The decision not to climb Uluru was not an easy one to make. Everyone else in our group was going to do it and my husband and kids were all geared up to do it - me being the sheep that I am had also planed to do it. I had posted my intentions on FB and no one had objected. I was ready, at the base with my phone in my pocket (so I could boast about my achievement on Fb from the top of the rock) to climb. Unfortunately, or in my case fortunately, the rock was temporarily closed due to high winds. So off I set on a base walk instead.
Having the time to walk around the base and read the information placed there by the local indigenous tribe gave me time to reflect on my decision. The indigenous Australians have the worlds oldest continuing culture. I have seen for myself that it is an endangered culture with so many in the NT on a dangerous path to self destruction. Uluru is a sacred place that is a part of their creation stories. They do not climb Uluru and they do not want people to climb it (the Aust tourism industry won't let them forbid it because they think it will affect tourism). People climbing the rock is causing erosion on the path and the constant urination of the climbers is polluting the surrounding environment. I felt like climbing the rock would contribute to the destruction of the indigenous peoples beliefs.

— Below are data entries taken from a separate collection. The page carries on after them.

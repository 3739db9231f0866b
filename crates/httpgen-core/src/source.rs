//! Source resolution: deciding whether a source string names a local file or
//! a remote document, loading its text, and deriving a name for the output.
//!
//! # Examples
//!
//! ```
//! use httpgen_core::source::{derive_source_name, SourceDescriptor, SourceKind};
//!
//! let source = SourceDescriptor::classify("https://x.io/v1/my-api.json");
//! assert_eq!(source.kind, SourceKind::Url);
//! assert_eq!(derive_source_name(&source.raw), "my-api");
//! ```

// Internal imports (std, crate)
use std::path::Path;
use std::time::Duration;

use crate::Error;

// External imports (alphabetized)
use once_cell::sync::Lazy;
use regex::Regex;
use tokio::fs;
use url::Url;

/// Name used whenever nothing better can be derived from the source
pub const FALLBACK_NAME: &str = "openapi";

static WHITESPACE_RE: Lazy<Regex> = Lazy::new(|| Regex::new(r"\s+").expect("valid regex"));

/// Where an OpenAPI document is read from
#[derive(Debug, Clone, Copy, PartialEq, Eq)]
pub enum SourceKind {
    File,
    Url,
}

/// A classified source string. Immutable once created.
#[derive(Debug, Clone, PartialEq, Eq)]
pub struct SourceDescriptor {
    pub raw: String,
    pub kind: SourceKind,
}

impl SourceDescriptor {
    /// Classify `source` without touching the file system or network.
    ///
    /// Absolute URIs with an `http` or `https` scheme are URLs; anything else
    /// is a file path (including Windows drive paths like `C:\spec.json`).
    pub fn classify(source: impl Into<String>) -> Self {
        let raw = source.into();
        let kind = match Url::parse(&raw) {
            Ok(url) if matches!(url.scheme(), "http" | "https") => SourceKind::Url,
            _ => SourceKind::File,
        };
        Self { raw, kind }
    }

    pub fn is_url(&self) -> bool {
        self.kind == SourceKind::Url
    }

    /// Human-readable name used for the default output file
    pub fn name(&self) -> String {
        match self.kind {
            SourceKind::Url => derive_source_name(&self.raw),
            SourceKind::File => file_source_name(&self.raw),
        }
    }
}

/// Classify `source` and, for file sources, check that the file exists.
pub fn resolve(source: &str) -> crate::Result<SourceDescriptor> {
    let descriptor = SourceDescriptor::classify(source);
    if descriptor.kind == SourceKind::File && !Path::new(&descriptor.raw).exists() {
        return Err(Error::SourceNotFound(descriptor.raw.into()));
    }
    log::debug!("Resolved source {} as {:?}", descriptor.raw, descriptor.kind);
    Ok(descriptor)
}

/// Read the raw document text for a resolved source.
pub async fn read_source(source: &SourceDescriptor, timeout: Duration) -> crate::Result<String> {
    match source.kind {
        SourceKind::Url => fetch(&source.raw, timeout).await,
        SourceKind::File => {
            let path = Path::new(&source.raw);
            fs::read_to_string(path).await.map_err(|e| {
                if e.kind() == std::io::ErrorKind::NotFound {
                    Error::SourceNotFound(path.to_path_buf())
                } else {
                    Error::Io(e)
                }
            })
        }
    }
}

/// Download a remote document, bounded by `timeout`.
///
/// Exceeding the timeout yields [`Error::FetchTimedOut`]; connection errors
/// and non-success statuses yield [`Error::FetchFailed`]. No retries.
pub async fn fetch(url: &str, timeout: Duration) -> crate::Result<String> {
    log::info!("Downloading OpenAPI spec from {} (timeout {:?})", url, timeout);

    let client = reqwest::Client::builder()
        .timeout(timeout)
        .build()
        .map_err(|e| fetch_error(url, timeout, e))?;

    let response = client
        .get(url)
        .send()
        .await
        .map_err(|e| fetch_error(url, timeout, e))?;

    if !response.status().is_success() {
        return Err(Error::FetchFailed {
            url: url.to_string(),
            message: format!("HTTP {}", response.status()),
        });
    }

    response
        .text()
        .await
        .map_err(|e| fetch_error(url, timeout, e))
}

fn fetch_error(url: &str, timeout: Duration, e: reqwest::Error) -> Error {
    if e.is_timeout() {
        Error::FetchTimedOut {
            url: url.to_string(),
            timeout,
        }
    } else {
        Error::FetchFailed {
            url: url.to_string(),
            message: e.to_string(),
        }
    }
}

/// Derive an output name from a URL source.
///
/// Uses the last path segment when it looks like a file name (contains a
/// `.`), minus its extension. Otherwise uses the host without a leading
/// `www.`. Falls back to `openapi` when the URL does not parse or the result
/// is empty.
pub fn derive_source_name(url: &str) -> String {
    let Ok(parsed) = Url::parse(url) else {
        return FALLBACK_NAME.to_string();
    };

    let last_segment = parsed
        .path_segments()
        .and_then(|mut segments| segments.next_back())
        .filter(|segment| segment.contains('.'));

    if let Some(segment) = last_segment {
        let stem = segment
            .rsplit_once('.')
            .map_or(segment, |(stem, _)| stem);
        return sanitize_filename(stem);
    }

    match parsed.host_str() {
        Some(host) => sanitize_filename(host.strip_prefix("www.").unwrap_or(host)),
        None => FALLBACK_NAME.to_string(),
    }
}

/// Make `name` safe to use as a file name on any platform.
///
/// Trims surrounding whitespace, turns inner whitespace runs into `_`, and
/// replaces characters illegal in file names with `_`. Idempotent; an empty
/// result becomes `openapi`.
pub fn sanitize_filename(name: &str) -> String {
    let collapsed = WHITESPACE_RE.replace_all(name.trim(), "_");
    let sanitized: String = collapsed
        .chars()
        .map(|c| if is_illegal_filename_char(c) { '_' } else { c })
        .collect();

    if sanitized.is_empty() {
        FALLBACK_NAME.to_string()
    } else {
        sanitized
    }
}

fn is_illegal_filename_char(c: char) -> bool {
    matches!(c, '<' | '>' | ':' | '"' | '/' | '\\' | '|' | '?' | '*') || c.is_control()
}

fn file_source_name(path: &str) -> String {
    Path::new(path)
        .file_stem()
        .and_then(|s| s.to_str())
        .filter(|s| !s.is_empty())
        .unwrap_or(FALLBACK_NAME)
        .to_string()
}

#[cfg(test)]
mod tests {
    use super::*;
    use tempfile::tempdir;
    use tokio::io::{AsyncReadExt, AsyncWriteExt};
    use tokio::net::TcpListener;

    #[test]
    fn test_classify() {
        assert!(SourceDescriptor::classify("https://api.example.com/spec.json").is_url());
        assert!(SourceDescriptor::classify("http://localhost:8080/openapi").is_url());
        assert!(!SourceDescriptor::classify("ftp://example.com/spec.json").is_url());
        assert!(!SourceDescriptor::classify("specs/openapi.yaml").is_url());
        assert!(!SourceDescriptor::classify(r"C:\specs\openapi.yaml").is_url());
    }

    #[test]
    fn test_derive_source_name_from_file_segment() {
        assert_eq!(derive_source_name("https://x.io/v1/my-api.json"), "my-api");
        assert_eq!(
            derive_source_name("https://petstore3.swagger.io/api/v3/openapi.json"),
            "openapi"
        );
        assert_eq!(derive_source_name("https://x.io/specs/v2.1.yaml"), "v2.1");
        assert_eq!(derive_source_name("https://x.io/v1/.json"), FALLBACK_NAME);
    }

    #[test]
    fn test_derive_source_name_from_host() {
        assert_eq!(derive_source_name("https://api.github.com/"), "api.github.com");
        assert_eq!(derive_source_name("https://www.example.com/api/docs"), "example.com");
    }

    #[test]
    fn test_derive_source_name_fallback() {
        assert_eq!(derive_source_name("not a url"), FALLBACK_NAME);
    }

    #[test]
    fn test_file_source_name() {
        let source = SourceDescriptor::classify("specs/petstore.v3.yaml");
        assert_eq!(source.name(), "petstore.v3");
    }

    #[test]
    fn test_sanitize_filename() {
        assert_eq!(sanitize_filename(""), "openapi");
        assert_eq!(sanitize_filename("   "), "openapi");
        assert_eq!(sanitize_filename(" my  api "), "my_api");
        assert_eq!(sanitize_filename("a:b/c?d"), "a_b_c_d");
    }

    #[test]
    fn test_sanitize_filename_is_idempotent() {
        let inputs = ["", " x ", "a\tb\nc", "<>:\"/\\|?*", "pet store:v2", "___", "ok"];
        for input in inputs {
            let once = sanitize_filename(input);
            assert_eq!(sanitize_filename(&once), once, "input {input:?}");
        }
    }

    #[test]
    fn test_resolve_missing_file() {
        let err = resolve("definitely/not/here/openapi.json").unwrap_err();
        assert!(matches!(err, Error::SourceNotFound(_)));
    }

    #[tokio::test]
    async fn test_read_file_source() -> crate::Result<()> {
        let dir = tempdir()?;
        let path = dir.path().join("spec.json");
        tokio::fs::write(&path, "{}").await?;

        let source = resolve(path.to_str().unwrap())?;
        let text = read_source(&source, Duration::from_secs(1)).await?;
        assert_eq!(text, "{}");
        Ok(())
    }

    #[tokio::test]
    async fn test_fetch_times_out() -> crate::Result<()> {
        let listener = TcpListener::bind("127.0.0.1:0").await?;
        let addr = listener.local_addr()?;
        tokio::spawn(async move {
            if let Ok((socket, _)) = listener.accept().await {
                // Hold the connection open without answering
                tokio::time::sleep(Duration::from_secs(5)).await;
                drop(socket);
            }
        });

        let url = format!("http://{addr}/openapi.json");
        let err = fetch(&url, Duration::from_millis(200)).await.unwrap_err();
        assert!(matches!(err, Error::FetchTimedOut { .. }), "got {err:?}");
        Ok(())
    }

    #[tokio::test]
    async fn test_fetch_not_found_is_fetch_failure() -> crate::Result<()> {
        let listener = TcpListener::bind("127.0.0.1:0").await?;
        let addr = listener.local_addr()?;
        tokio::spawn(async move {
            if let Ok((mut socket, _)) = listener.accept().await {
                let mut buf = [0u8; 1024];
                let _ = socket.read(&mut buf).await;
                let _ = socket
                    .write_all(b"HTTP/1.1 404 Not Found\r\ncontent-length: 0\r\nconnection: close\r\n\r\n")
                    .await;
            }
        });

        let url = format!("http://{addr}/missing.json");
        let err = fetch(&url, Duration::from_secs(5)).await.unwrap_err();
        match err {
            Error::FetchFailed { message, .. } => assert!(message.contains("404")),
            other => panic!("expected FetchFailed, got {other:?}"),
        }
        Ok(())
    }

    #[tokio::test]
    async fn test_fetch_success() -> crate::Result<()> {
        let listener = TcpListener::bind("127.0.0.1:0").await?;
        let addr = listener.local_addr()?;
        tokio::spawn(async move {
            if let Ok((mut socket, _)) = listener.accept().await {
                let mut buf = [0u8; 1024];
                let _ = socket.read(&mut buf).await;
                let body = r#"{"openapi":"3.0.0"}"#;
                let response = format!(
                    "HTTP/1.1 200 OK\r\ncontent-type: application/json\r\ncontent-length: {}\r\nconnection: close\r\n\r\n{}",
                    body.len(),
                    body
                );
                let _ = socket.write_all(response.as_bytes()).await;
            }
        });

        let url = format!("http://{addr}/openapi.json");
        let text = fetch(&url, Duration::from_secs(5)).await?;
        assert_eq!(text, r#"{"openapi":"3.0.0"}"#);
        Ok(())
    }
}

I thought to myself - how can I be proud of doing something that is causing hurt to people. If I climbed it I felt like I would be saying to the traditional owners 'stuff your beliefs... I'm doing it anyway'. I would not do that to any sacred site that belonged to any culture or religion. I would follow their wishes - out of respect.
Since the rock was closed we all traipsed over to the olgas to do the climbs there that you have the blessing of the local tribe to do. They were difficult and breathtaking. A truly spiritual place to be.
I thoroughly enjoyed my hike and even did it with Didabell strapped to my back. I have noticed a serious decline in my fitness levels this trip. Too much sitting on my bum has led me to pork up quite a bit. I'm not really worried too much about that though, I am more worried about how unfit I will be when I finally get back to the gym. Luckily my flash dance pants have a bit of give in them!!!
Apart from Uluru and the Olgas (i think their traditional name is Kata Tjuka.... although I really can't be bothered getting off my porky arse to look it up) there is absolutely nothing else to do there. They are pretty much in the middle of sweet nowhere. There are a ton of over priced tours and dinners... but nothing really for the budget conscious.
Ben and I had a triple date with Kris and James + Con and Karen at one of the over priced restaurants in Ayres Rock Resort. It was nice to have a night out and a yummy meal.
Our second day at Uluru bought with it perfect weather conditions for climbing so everyone shot off. I remained back at camp with the babies and little kids.
I don't begrudge anyone elses decision to climb. I could just see no personal gain from doing it. I would not feel triumphant but ashamed. Also, I have already tramped all over it when I was 8 years old. I made it to the top of the chain back then so I have already had the opportunity to clamber all over the rock.
There really is something about Uluru that gets to you. Ben constantly pointed out to me that it is just a rock... but I feel it was more than that.
Oh dear... I am getting a bit sentimental. I think that's my que to sign off!